"Mama, du sitzt auf meiner Freundin!“ Der Platz neben Ihrem Kind ist besetzt – aber auf der Bank sitzt niemand? So weit, so unspektakulär. Viele Kinder haben Fantasiefreunde. Trotzdem wirkt der erdachte Spielgefährte auf Erwachsene oft einschüchternd. Denn imaginäre Wesen sind normalerweise der Stoff, aus dem Gruselfilme sind. Das kommt nicht von ungefähr.

Fördert Kreativität

Fantasiefreunde hatten lange Zeit einen schlechten Ruf, wie Kinderpsychologin Simone Breitenfeld erklärt: „Früher ging man davon aus, dass Fantasiefreunde möglicherweise zu Persönlichkeitsstörungen führen könnten.“ Dieser Glaube stammt aus einer Zeit, in der man sich kaum mit der kindlichen Psyche beschäftigt hat. Doch heute weiß man: Erdachte Freunde bei Kindern sind keineswegs etwas Schlechtes. Sogar das Gegenteil ist der Fall. Einerseits ist das „so tun als ob“ ein wichtiger Teil des kindlichen Spiels. Dadurch wird die Fantasietätigkeit angeregt und Kinder zum Geschichten erzählen beflügelt. Im Kindergartenalter – auch Alter des „magischen Denkens“ genannt – machen Kinder große Fortschritte. Sie begreifen, dass sie mit der Kraft ihrer Gedanken quasi alles erschaffen können.

Beschützer, Komplitze, Tröster

Andererseits leisten Fantasiefreunde wichtigen Beistand, etwa in sogenannten Übergangssituationen. Die da wären? Zum Beispiel Probleme im Kindergarten, Streitereien zwischen den Eltern oder ein neues Geschwisterkind, das viel Aufmerksamkeit auf sich zieht.

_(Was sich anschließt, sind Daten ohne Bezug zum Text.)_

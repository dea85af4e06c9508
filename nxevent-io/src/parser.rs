//! Asynchronous partition-and-exchange of event batches between ranks.

use crate::comm::{Communicator, WireEvent};
use crate::nexus::TimeOffset;
use crate::{Error, Result};
use nxevent_core::{
    to_global_indices, AnyEventDataPartitioner, IndexedEvent, LoadRange, TimeUnit, TofEvent,
};
use std::sync::Arc;
use std::thread::JoinHandle;

struct ParserState<T> {
    comm: Arc<dyn Communicator>,
    bank_offsets: Vec<i32>,
    partitioner: Option<AnyEventDataPartitioner>,
    tof_factor: f64,
    partitioned: Vec<Vec<IndexedEvent<T>>>,
    event_lists: Vec<Vec<TofEvent>>,
}

type Completed<T> = (Box<ParserState<T>>, Result<()>);

enum Slot<T> {
    Idle(Box<ParserState<T>>),
    Running(JoinHandle<Completed<T>>),
    Poisoned,
}

/// Distributes the events of successive load ranges to their owning ranks.
///
/// Global spectrum `s` is owned by rank `s % size` and lands in that rank's
/// event list `s / size`. Every rank must call [`start_async`] for every
/// load range of the common schedule, including padding ranges.
///
/// [`start_async`]: EventParser::start_async
pub struct EventParser<T: TimeOffset> {
    rank_groups: Vec<Vec<usize>>,
    slot: Slot<T>,
}

impl<T: TimeOffset> EventParser<T> {
    /// Creates a parser filling `event_lists`, this rank's local spectra.
    ///
    /// `rank_groups` holds the ranks cooperating on each partition and must
    /// cover every rank exactly once.
    ///
    /// # Errors
    /// Returns a configuration error if the rank groups do not cover the
    /// communicator.
    pub fn new(
        comm: Arc<dyn Communicator>,
        rank_groups: Vec<Vec<usize>>,
        bank_offsets: Vec<i32>,
        event_lists: Vec<Vec<TofEvent>>,
    ) -> Result<Self> {
        let mut seen = vec![false; comm.size()];
        for &rank in rank_groups.iter().flatten() {
            match seen.get_mut(rank) {
                Some(slot) if !*slot => *slot = true,
                _ => {
                    return Err(nxevent_core::Error::ConfigError(format!(
                        "rank {rank} is repeated or outside a group of {} ranks",
                        comm.size()
                    ))
                    .into());
                }
            }
        }
        if seen.iter().any(|covered| !covered) {
            return Err(nxevent_core::Error::ConfigError(
                "rank groups do not cover every rank".to_string(),
            )
            .into());
        }

        Ok(Self {
            rank_groups,
            slot: Slot::Idle(Box::new(ParserState {
                comm,
                bank_offsets,
                partitioner: None,
                tof_factor: 1.0,
                partitioned: Vec::new(),
                event_lists,
            })),
        })
    }

    #[must_use]
    pub fn rank_groups(&self) -> &[Vec<usize>] {
        &self.rank_groups
    }

    /// Replaces the partitioner used for subsequent ranges.
    ///
    /// # Errors
    /// Returns an error if the partitioner does not route to one worker per
    /// rank, or if an in-flight unit failed.
    pub fn set_event_data_partitioner(
        &mut self,
        partitioner: AnyEventDataPartitioner,
    ) -> Result<()> {
        let state = self.idle_state()?;
        if partitioner.num_workers() != state.comm.size() {
            return Err(nxevent_core::Error::ConfigError(format!(
                "partitioner routes to {} workers but there are {} ranks",
                partitioner.num_workers(),
                state.comm.size()
            ))
            .into());
        }
        state.partitioner = Some(partitioner);
        Ok(())
    }

    /// Sets the unit of raw time offsets; stored values are microseconds.
    ///
    /// # Errors
    /// Returns an error if an in-flight unit failed.
    pub fn set_event_time_offset_unit(&mut self, unit: TimeUnit) -> Result<()> {
        self.idle_state()?.tof_factor = unit.microseconds_factor();
        Ok(())
    }

    /// Starts partitioning and exchanging one range on a background thread.
    ///
    /// Waits for the previous unit first. `event_ids` are file-local ids of
    /// bank `range.bank_index`.
    ///
    /// # Errors
    /// Returns an error if the previous unit failed.
    pub fn start_async(
        &mut self,
        event_ids: Vec<i32>,
        time_offsets: Vec<T>,
        range: LoadRange,
    ) -> Result<()> {
        self.wait()?;
        let Slot::Idle(mut state) = std::mem::replace(&mut self.slot, Slot::Poisoned) else {
            return Err(poisoned());
        };
        let handle = std::thread::Builder::new()
            .name("nxevent-parser".to_string())
            .spawn(move || {
                let result = state.process(event_ids, &time_offsets, &range);
                (state, result)
            })?;
        self.slot = Slot::Running(handle);
        Ok(())
    }

    /// Blocks until the in-flight unit, if any, has completed.
    ///
    /// # Errors
    /// Returns the error of the completed unit.
    pub fn wait(&mut self) -> Result<()> {
        match std::mem::replace(&mut self.slot, Slot::Poisoned) {
            Slot::Running(handle) => {
                let (state, result) = handle.join().map_err(|e| Error::from_panic(&*e))?;
                self.slot = Slot::Idle(state);
                result
            }
            idle @ Slot::Idle(_) => {
                self.slot = idle;
                Ok(())
            }
            Slot::Poisoned => Err(poisoned()),
        }
    }

    /// Waits for outstanding work and returns this rank's event lists.
    ///
    /// # Errors
    /// Returns the error of the last in-flight unit.
    pub fn into_event_lists(mut self) -> Result<Vec<Vec<TofEvent>>> {
        self.wait()?;
        match self.slot {
            Slot::Idle(state) => Ok(state.event_lists),
            _ => Err(poisoned()),
        }
    }

    fn idle_state(&mut self) -> Result<&mut ParserState<T>> {
        self.wait()?;
        match &mut self.slot {
            Slot::Idle(state) => Ok(&mut **state),
            _ => Err(poisoned()),
        }
    }
}

fn poisoned() -> Error {
    Error::Communication("event parser is unusable after a failed unit".to_string())
}

impl<T: TimeOffset> ParserState<T> {
    fn process(
        &mut self,
        mut event_ids: Vec<i32>,
        time_offsets: &[T],
        range: &LoadRange,
    ) -> Result<()> {
        let size = self.comm.size();
        let count = range.event_count;
        if count == 0 {
            self.partitioned.clear();
            self.partitioned.resize_with(size, Vec::new);
        } else {
            let offset = *self.bank_offsets.get(range.bank_index).ok_or_else(|| {
                nxevent_core::Error::out_of_range(
                    "bank offset table",
                    range.bank_index,
                    1,
                    self.bank_offsets.len(),
                )
            })?;
            let available = event_ids.len();
            let ids = event_ids.get_mut(..count).ok_or_else(|| {
                nxevent_core::Error::out_of_range("event id buffer", 0, count, available)
            })?;
            to_global_indices(ids, offset)?;
            let partitioner = self.partitioner.as_mut().ok_or_else(|| {
                nxevent_core::Error::ConfigError("no partitioner set for bank".to_string())
            })?;
            partitioner.partition(&mut self.partitioned, &event_ids, time_offsets, range)?;
        }

        let factor = self.tof_factor;
        let outgoing = self
            .partitioned
            .iter()
            .map(|events| {
                events
                    .iter()
                    .map(|e| WireEvent {
                        local_index: e.local_index,
                        event: TofEvent::new(e.time_offset.to_f64() * factor, e.pulse_time),
                    })
                    .collect()
            })
            .collect();

        let incoming = self.comm.exchange(outgoing)?;
        let lists = self.event_lists.len();
        for message in incoming {
            for wire in message {
                self.event_lists
                    .get_mut(wire.local_index)
                    .ok_or_else(|| {
                        nxevent_core::Error::out_of_range(
                            "rank event lists",
                            wire.local_index,
                            1,
                            lists,
                        )
                    })?
                    .push(wire.event);
            }
        }
        log::debug!(
            "rank {} exchanged range bank={} offset={} count={}",
            self.comm.rank(),
            range.bank_index,
            range.event_offset,
            count
        );
        Ok(())
    }
}

/// Number of spectra owned by `rank` when `num_pixels` spectra are spread
/// round-robin over `size` ranks.
#[must_use]
pub fn local_spectrum_count(num_pixels: usize, size: usize, rank: usize) -> usize {
    let size = size.max(1);
    num_pixels / size + usize::from(rank < num_pixels % size)
}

Der erdachte Gefährte kann verschiedene Rollen einnehmen – etwa zum Beschützer, Komplizen oder Tröster werden. Simone Breitenfeld wertet das als „eine positive Stärkung.“ Denn Kinder müssen erst lernen, wie man Gefühle reguliert. Sprich: Impulse wahrnimmt, verbalisiert und damit umgeht. „Mit Hilfe eines Fantasiefreundes versuchen viele Kinder einfach die eigenen Ängste, Fragen und Gedanken auszudrücken“, sagt die Expertin. Der Gefährte wird zur Bewältigungshilfe. Kein Grund zur Beunruhigung: „Es ist erfreulich, wenn Kinder Strategien entwickeln, um mit schwierigen Situationen umzugehen.“ Das Kind wisse sich selbst zu helfen und entwickle „Stärke und Kompetenz“.

Das Kind ernst nehmen

Als Elternteil lohnt es sich in jedem Fall genau hinzuhören. Stellvertretend für die eigenen Gefühle wird in solchen Fällen gerne die vermeintliche Befindlichkeit des Fantasiewesens vorgeschoben („Bitte lass das Licht an, meine Freundin fürchtet sich!“). Wie Erwachsene in solchen Situationen am besten reagieren? „Als Elternteil könne man etwa mit einer Gegenfrage (‘Warum hat deine Freundin Angst im Dunken?’) antworten.“ Beide Seiten profitieren von diesem Vorgehen. Aber nur dann, wenn man so authentisch wie möglich auf das Kind eingeht. Die Expertin rät davon ab, die Vorstellung des Kindes gewaltsam zu zerstören:„ Bevor man die Gedanken des Kindes als Unfug abtut, sollte man sich nicht in das Rollenspiel einmischen und dem Kind Zeit geben, sich selbst zu regulieren. Ansonsten signalisiere man dem Kind, dass man es nicht ernst nimmt und verstärkt im schlimmsten Fall das Problem.Wann besteht Handlungsbedarf? „Wenn Kinder in ein Alter kommen, in dem sie zwischen Traum und Realität unterscheiden können – das fängt ungefähr im Alter ab acht Jahren an“, so die Expertin. Ein Fantasiefreund in diesem Alter müsse aber nicht heißen, dass gleich eine Störung vorliegt. Es gilt zu hinterfragen, „ob es einen Punkt gibt, über den das Kind gerade nicht drüber kann.“ Dabei könne der Besuch bei einem Kinderpsychologen helfen.